Why Subdivision Works as an Investment Strategy
The core principle: the sum of the parts is worth more than the whole.
A 1,200 m² block might sell for $450,000 as a single property. Subdivide it into two 600 m² lots and each might sell for $320,000 — a total of $640,000. After subdivision costs of $80,000–$120,000, the profit is $70,000–$110,000.
The Subdivision Investment Equation
Gross Realisation Value (GRV) = Total value of all new lots after subdivision
Total Project Cost = Purchase price + subdivision costs + holding costs + selling costs
Profit = GRV − Total Project Cost
Profit on Cost (%) = Profit ÷ Total Project Cost × 100
Target Returns by Project Type
| Project Type | Minimum Target Profit on Cost | |-------------|------------------------------| | Simple 2-lot Torrens subdivision | 20–25% | | 3–5 lot subdivision | 25–30% | | Complex subdivision with civil works | 30–40% |
How to Identify High-Potential Properties
- Large blocks in residential zones — look for blocks that are 2–3× the minimum lot size
- Corner blocks — often have two street frontages, easier to create two lots with independent access
- Properties with existing dwellings — retain rental income during the process, sell one vacant lot
- Properties in upzoning areas — councils regularly update planning schemes to allow higher density
- Properties with motivated sellers — estate sales, divorce settlements, financial distress
Due Diligence Checklist
Planning:
- Confirm zone and minimum lot sizes
- Check all overlays (flood, coastal, heritage, environmental)

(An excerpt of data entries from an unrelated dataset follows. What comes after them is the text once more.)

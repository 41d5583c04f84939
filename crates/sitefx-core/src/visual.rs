#![forbid(unsafe_code)]

//! A ready-made visual state descriptor.
//!
//! The sequencer treats step targets as opaque, so any type works. This is
//! the descriptor the site's sections actually use: opacity plus a
//! translate offset and a scale, which maps onto a CSS `transform`.

/// Opacity, offset, and scale of a revealed element.
#[derive(Debug, Clone, Copy, PartialEq)]
#[cfg_attr(feature = "serde", derive(serde::Deserialize))]
#[cfg_attr(feature = "serde", serde(default))]
pub struct VisualState {
    pub opacity: f32,
    pub translate_x: f32,
    pub translate_y: f32,
    pub scale: f32,
}

impl VisualState {
    /// Fully shown at rest.
    pub const SHOWN: Self = Self {
        opacity: 1.0,
        translate_x: 0.0,
        translate_y: 0.0,
        scale: 1.0,
    };

    /// Transparent, at rest.
    pub const HIDDEN: Self = Self {
        opacity: 0.0,
        ..Self::SHOWN
    };

    /// Hidden and shifted down by `px`, ready to rise into place.
    #[must_use]
    pub fn below(px: f32) -> Self {
        Self {
            translate_y: px,
            ..Self::HIDDEN
        }
    }

    /// Hidden and shifted sideways by `px` (negative is left).
    #[must_use]
    pub fn beside(px: f32) -> Self {
        Self {
            translate_x: px,
            ..Self::HIDDEN
        }
    }

    /// Linear interpolation towards `to`; `t` is clamped to `[0, 1]`.
    #[must_use]
    pub fn lerp(&self, to: &Self, t: f32) -> Self {
        let t = t.clamp(0.0, 1.0);
        let mix = |a: f32, b: f32| a + (b - a) * t;
        Self {
            opacity: mix(self.opacity, to.opacity),
            translate_x: mix(self.translate_x, to.translate_x),
            translate_y: mix(self.translate_y, to.translate_y),
            scale: mix(self.scale, to.scale),
        }
    }

    /// The state as a CSS declaration block.
    #[must_use]
    pub fn to_css(&self) -> String {
        format!(
            "opacity: {}; transform: translate({}px, {}px) scale({});",
            self.opacity, self.translate_x, self.translate_y, self.scale
        )
    }
}

impl Default for VisualState {
    fn default() -> Self {
        Self::SHOWN
    }
}

#[cfg(test)]
mod tests {
    use super::*;

    #[test]
    fn presets() {
        assert_eq!(VisualState::HIDDEN.opacity, 0.0);
        assert_eq!(VisualState::below(30.0).translate_y, 30.0);
        assert_eq!(VisualState::beside(-30.0).translate_x, -30.0);
        assert_eq!(VisualState::default(), VisualState::SHOWN);
    }

    #[test]
    fn lerp_midpoint() {
        let mid = VisualState::below(40.0).lerp(&VisualState::SHOWN, 0.5);
        assert_eq!(mid.opacity, 0.5);
        assert_eq!(mid.translate_y, 20.0);
    }

    #[test]
    fn css_output() {
        assert_eq!(
            VisualState::SHOWN.to_css(),
            "opacity: 1; transform: translate(0px, 0px) scale(1);"
        );
    }
}
impl PageSession {
    /// A session whose observers are created by the JS host.
    pub fn new(config: EngineConfig) -> Result<Self, SessionError> {
        Self::with_backend(config, HostObserverBackend::new())
    }

    /// A session with an existing [`HostObserverBackend`].
    pub fn with_backend(
        config: EngineConfig,
        backend: HostObserverBackend,
    ) -> Result<Self, SessionError> {
        config.validate()?;
        Ok(Self {
            clock: DeterministicClock::new(),
            gate: CapabilityGate::new(config.mount_delay),
            reveals: StaggeredRevealSequencer::new(backend, StyleQueue::default()),
            components: BTreeMap::new(),
            rotations: Vec::new(),
            config,
        })
    }

    #[must_use]
    pub fn config(&self) -> &EngineConfig {
        &self.config
    }

    #[must_use]
    pub fn now(&self) -> Duration {
        self.clock.now()
    }

    #[must_use]
    pub fn gate_state(&self) -> GateState {
        self.gate.state()
    }

    #[must_use]
    pub fn backend(&self) -> &HostObserverBackend {
        self.reveals.tracker().backend()
    }

    /// The host has hydrated. Parked components mount once the configured
    /// mount delay has passed.
    pub fn confirm_capabilities(&mut self, capabilities: HostCapabilities) {
        if self.gate.state() == GateState::Waiting {
            self.reveals
                .tracker_mut()
                .backend_mut()
                .set_available(capabilities.contains(HostCapabilities::INTERSECTION_OBSERVER));
        }
        self.gate.confirm(capabilities, self.clock.now());
    }

    /// Declare a scroll-triggered reveal over `region`.
    pub fn mount_reveal(
        &mut self,
        component: ComponentId,
        region: RegionId,
        steps: Vec<RevealStep<VisualState>>,
        policy: RearmPolicy,
    ) -> Result<(), SessionError> {
        self.ensure_vacant(component)?;
        validate_steps(&steps)?;
        let parked_region = self.gate.is_parked(|mount| {
            matches!(mount, Mount::Reveal { region: r, .. } if *r == region)
        });
        if parked_region || self.reveals.is_armed(region) {
            return Err(RevealError::AlreadyArmed(region).into());
        }
        self.admit(Mount::Reveal {
            component,
            region,
            steps,
            policy,
        })
    }

    /// Declare an auto-rotating carousel over `items`.
    pub fn mount_rotator(
        &mut self,
        component: ComponentId,
        items: Vec<String>,
    ) -> Result<(), SessionError> {
        self.ensure_vacant(component)?;
        if items.is_empty() {
            return Err(ConfigError::EmptyRotationSet.into());
        }
        self.admit(Mount::Rotator { component, items })
    }

    /// Declare a filterable project grid. Grids need no host capability and
    /// mount immediately.
    pub fn mount_filter(&mut self, component: ComponentId) -> Result<(), SessionError> {
        self.ensure_vacant(component)?;
        let state = FilterState::new(self.config.page_size)?;
        self.components.insert(component, Component::Filter(state));
        Ok(())
    }

    #[must_use]
    pub fn filter(&self, component: ComponentId) -> Option<&FilterState<ProjectCategory>> {
        match self.components.get(&component) {
            Some(Component::Filter(state)) => Some(state),
            _ => None,
        }
    }

    pub fn filter_mut(
        &mut self,
        component: ComponentId,
    ) -> Option<&mut FilterState<ProjectCategory>> {
        match self.components.get_mut(&component) {
            Some(Component::Filter(state)) => Some(state),
            _ => None,
        }
    }

    /// Forward entries from the host's observer callbacks.
    pub fn deliver_entries(&mut self, entries: &[IntersectionEntry]) {
        self.reveals.deliver(entries);
    }

    /// Forward a JSON array of `{ "region": n, "isIntersecting": bool }`.
    pub fn deliver_entries_json(&mut self, json: &str) -> Result<usize, SessionError> {
        let entries: Vec<IntersectionEntry> = serde_json::from_str(json)?;
        self.deliver_entries(&entries);
        Ok(entries.len())
    }

    /// Advance the clock by `dt` and run everything that came due.
    pub fn step(&mut self, dt: Duration) -> StepResult {
        self.clock.advance(dt);
        let now = self.clock.now();
        let now_ms = u64::try_from(now.as_millis()).unwrap_or(u64::MAX);
        let _span = tracing::debug_span!("page_step", now_ms).entered();

        let mut mounted = 0;
        for mount in self.gate.poll(now) {
            let component = mount.component();
            match self.activate(mount) {
                Ok(()) => mounted += 1,
                Err(err) => tracing::warn!(%component, error = %err, "deferred mount failed"),
            }
        }

        let styles_before = self.reveals.sink().0.len();
        self.reveals.advance(now);
        let steps_fired = self.reveals.sink().0.len() - styles_before;

        let rotations_before = self.rotations.len();
        for (&component, entry) in &mut self.components {
            if let Component::Rotator(rotator) = entry {
                rotator.advance(now);
                self.rotations.extend(
                    rotator
                        .sink_mut()
                        .0
                        .drain(..)
                        .map(|event| RotationUpdate { component, event }),
                );
            }
        }

        StepResult {
            now,
            mounted,
            steps_fired,
            rotation_events: self.rotations.len() - rotations_before,
            next_deadline: self.next_deadline(),
        }
    }

    /// Take everything produced since the last call.
    pub fn take_outputs(&mut self) -> SessionOutputs {
        SessionOutputs {
            styles: std::mem::take(&mut self.reveals.sink_mut().0),
            rotations: std::mem::take(&mut self.rotations),
            observer_commands: self
                .reveals
                .tracker_mut()
                .backend_mut()
                .drain_commands()
                .collect(),
        }
    }

    /// Show item `index` of a carousel now.
    pub fn jump_to(&mut self, component: ComponentId, index: usize) -> Result<(), SessionError> {
        self.drive_rotator(component, |rotator, now| rotator.jump_to(index, now))
    }

    pub fn next_slide(&mut self, component: ComponentId) -> Result<(), SessionError> {
        self.drive_rotator(component, |rotator, now| rotator.next(now))
    }

    pub fn previous_slide(&mut self, component: ComponentId) -> Result<(), SessionError> {
        self.drive_rotator(component, |rotator, now| rotator.previous(now))
    }

    /// What a carousel should draw right now.
    #[must_use]
    pub fn rotation_frame(&self, component: ComponentId) -> Option<RotationFrame> {
        match self.components.get(&component) {
            Some(Component::Rotator(rotator)) => Some(rotator.frame(self.clock.now())),
            _ => None,
        }
    }

    /// The item a carousel currently shows.
    #[must_use]
    pub fn current_slide(&self, component: ComponentId) -> Option<&str> {
        match self.components.get(&component) {
            Some(Component::Rotator(rotator)) => Some(rotator.set().current_item().as_str()),
            _ => None,
        }
    }

    /// Remove one component, cancelling its timers and observers.
    pub fn unmount(&mut self, component: ComponentId) -> Result<(), SessionError> {
        if !self
            .gate
            .unpark_where(|mount| mount.component() == component)
            .is_empty()
        {
            tracing::debug!(%component, "unmounted before capabilities confirmed");
            return Ok(());
        }
        match self.components.remove(&component) {
            None => Err(SessionError::UnknownComponent(component)),
            Some(Component::Reveal(region)) => {
                self.reveals.disarm(region)?;
                Ok(())
            }
            Some(Component::Rotator(mut rotator)) => {
                rotator.teardown();
                Ok(())
            }
            Some(Component::Filter(_)) => Ok(()),
        }
    }

    /// Remove every component; the page is being torn down.
    pub fn unmount_all(&mut self) {
        self.gate.clear();
        self.reveals.teardown();
        for (_, component) in std::mem::take(&mut self.components) {
            if let Component::Rotator(mut rotator) = component {
                rotator.teardown();
            }
        }
        tracing::debug!("page session unmounted");
    }

    #[must_use]
    pub fn is_mounted(&self, component: ComponentId) -> bool {
        self.components.contains_key(&component)
    }

    #[must_use]
    pub fn is_parked(&self, component: ComponentId) -> bool {
        self.gate.is_parked(|mount| mount.component() == component)
    }

    /// Earliest time anything in the session is due.
    #[must_use]
    pub fn next_deadline(&self) -> Option<Duration> {
        self.components
            .values()
            .filter_map(|entry| match entry {
                Component::Rotator(rotator) => rotator.next_deadline(),
                _ => None,
            })
            .chain(self.reveals.next_deadline())
            .chain(self.gate.next_deadline())
            .min()
    }

    fn ensure_vacant(&self, component: ComponentId) -> Result<(), SessionError> {
        if self.is_mounted(component) || self.is_parked(component) {
            return Err(SessionError::DuplicateComponent(component));
        }
        Ok(())
    }

    fn admit(&mut self, mount: Mount) -> Result<(), SessionError> {
        if self.gate.is_open() {
            return self.activate(mount);
        }
        tracing::debug!(component = %mount.component(), "parked until capabilities confirmed");
        self.gate.park(mount);
        Ok(())
    }

    fn activate(&mut self, mount: Mount) -> Result<(), SessionError> {
        match mount {
            Mount::Reveal {
                component,
                region,
                steps,
                policy,
            } => {
                self.reveals
                    .arm(region, steps, policy, &self.config.observer)?;
                self.components
                    .insert(component, Component::Reveal(region));
            }
            Mount::Rotator { component, items } => {
                let mut rotator = AutoRotator::new(items, self.config.rotator, EventQueue::default())?;
                let timers = self
                    .gate
                    .capabilities()
                    .is_some_and(|caps| caps.contains(HostCapabilities::TIMERS));
                if timers {
                    rotator.start(self.clock.now())?;
                }
                self.components
                    .insert(component, Component::Rotator(rotator));
            }
        }
        Ok(())
    }

    fn drive_rotator(
        &mut self,
        component: ComponentId,
        op: impl FnOnce(&mut Carousel, Duration) -> Result<(), RotatorError>,
    ) -> Result<(), SessionError> {
        let now = self.clock.now();
        let Some(Component::Rotator(rotator)) = self.components.get_mut(&component) else {
            return Err(SessionError::UnknownComponent(component));
        };
        let result = op(rotator, now);
        self.rotations.extend(
            rotator
                .sink_mut()
                .0
                .drain(..)
                .map(|event| RotationUpdate { component, event }),
        );
        result.map_err(SessionError::from)
    }
}
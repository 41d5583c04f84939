#![forbid(unsafe_code)]

//! Core: visibility tracking, staggered reveals, auto-rotation, and
//! filtered pagination for animated marketing pages.
//!
//! Nothing here owns a thread or a clock. The host feeds intersection
//! reports and a monotonic `now`, and the components call back into
//! caller-supplied sinks.

pub mod animation;
pub mod config;
pub mod error;
pub mod logging;
pub mod paginate;
pub mod reveal;
pub mod rotator;
pub mod timer;
pub mod visibility;
pub mod visual;

// Re-export tracing macros at crate root for ergonomic use.
#[cfg(feature = "tracing")]
pub use logging::{debug, debug_span, error, info, trace, warn};

pub use config::{EngineConfig, ObserverConfig, RootMargin, RotatorConfig};
pub use error::{ConfigError, ObservationUnavailable, RevealError, RotatorError};
pub use paginate::{CategoryFilter, Categorized, FilterState, PageSlice, paginate};
pub use reveal::{
    RearmPolicy, RevealSink, RevealStep, StaggeredRevealSequencer, stagger_steps, validate_steps,
};
pub use rotator::{AutoRotator, RotationEvent, RotationFrame, RotationSink, RotatorPhase};
pub use visibility::{
    IntersectionEntry, ObserverBackend, RegionId, Subscription, VisibilityChange,
    VisibilityTracker,
};
pub use visual::VisualState;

- Estimate infrastructure charges
- Check for planning scheme amendments in progress
Physical:
- Confirm lot dimensions and area
- Check road frontage width
- Identify easements or encumbrances on title
- Assess access to services
Financial:
- Research comparable lot sales in the area
- Get indicative quotes from surveyor and town planner
- Model the full project financials before exchanging
Risk Management
| Risk | Mitigation | |------|-----------| | DA refusal | Get a feasibility assessment before buying | | Cost overruns | Get fixed-price quotes; include 15% contingency | | Market downturn | Don't over-leverage; ensure project stacks up at 10–15% below current values | | Infrastructure charge increases | Confirm charges with council before exchanging |
Case Study: Capricorn Coast Subdivision
Property: 1,200 m² block, Low Density Residential zone, Yeppoon QLD Purchase price: $380,000 (with existing 3-bedroom house)
Project Costs: $83,400 total (feasibility, planning, civil works, charges, holding costs)
Gross Realisation Value:
- Lot 1 (600 m² with house): $420,000
- Lot 2 (600 m² vacant): $280,000
- Total GRV: $700,000
Result: $236,600 profit — 51% profit on cost
Note: Illustrative example. Actual results depend on specific property characteristics and market conditions.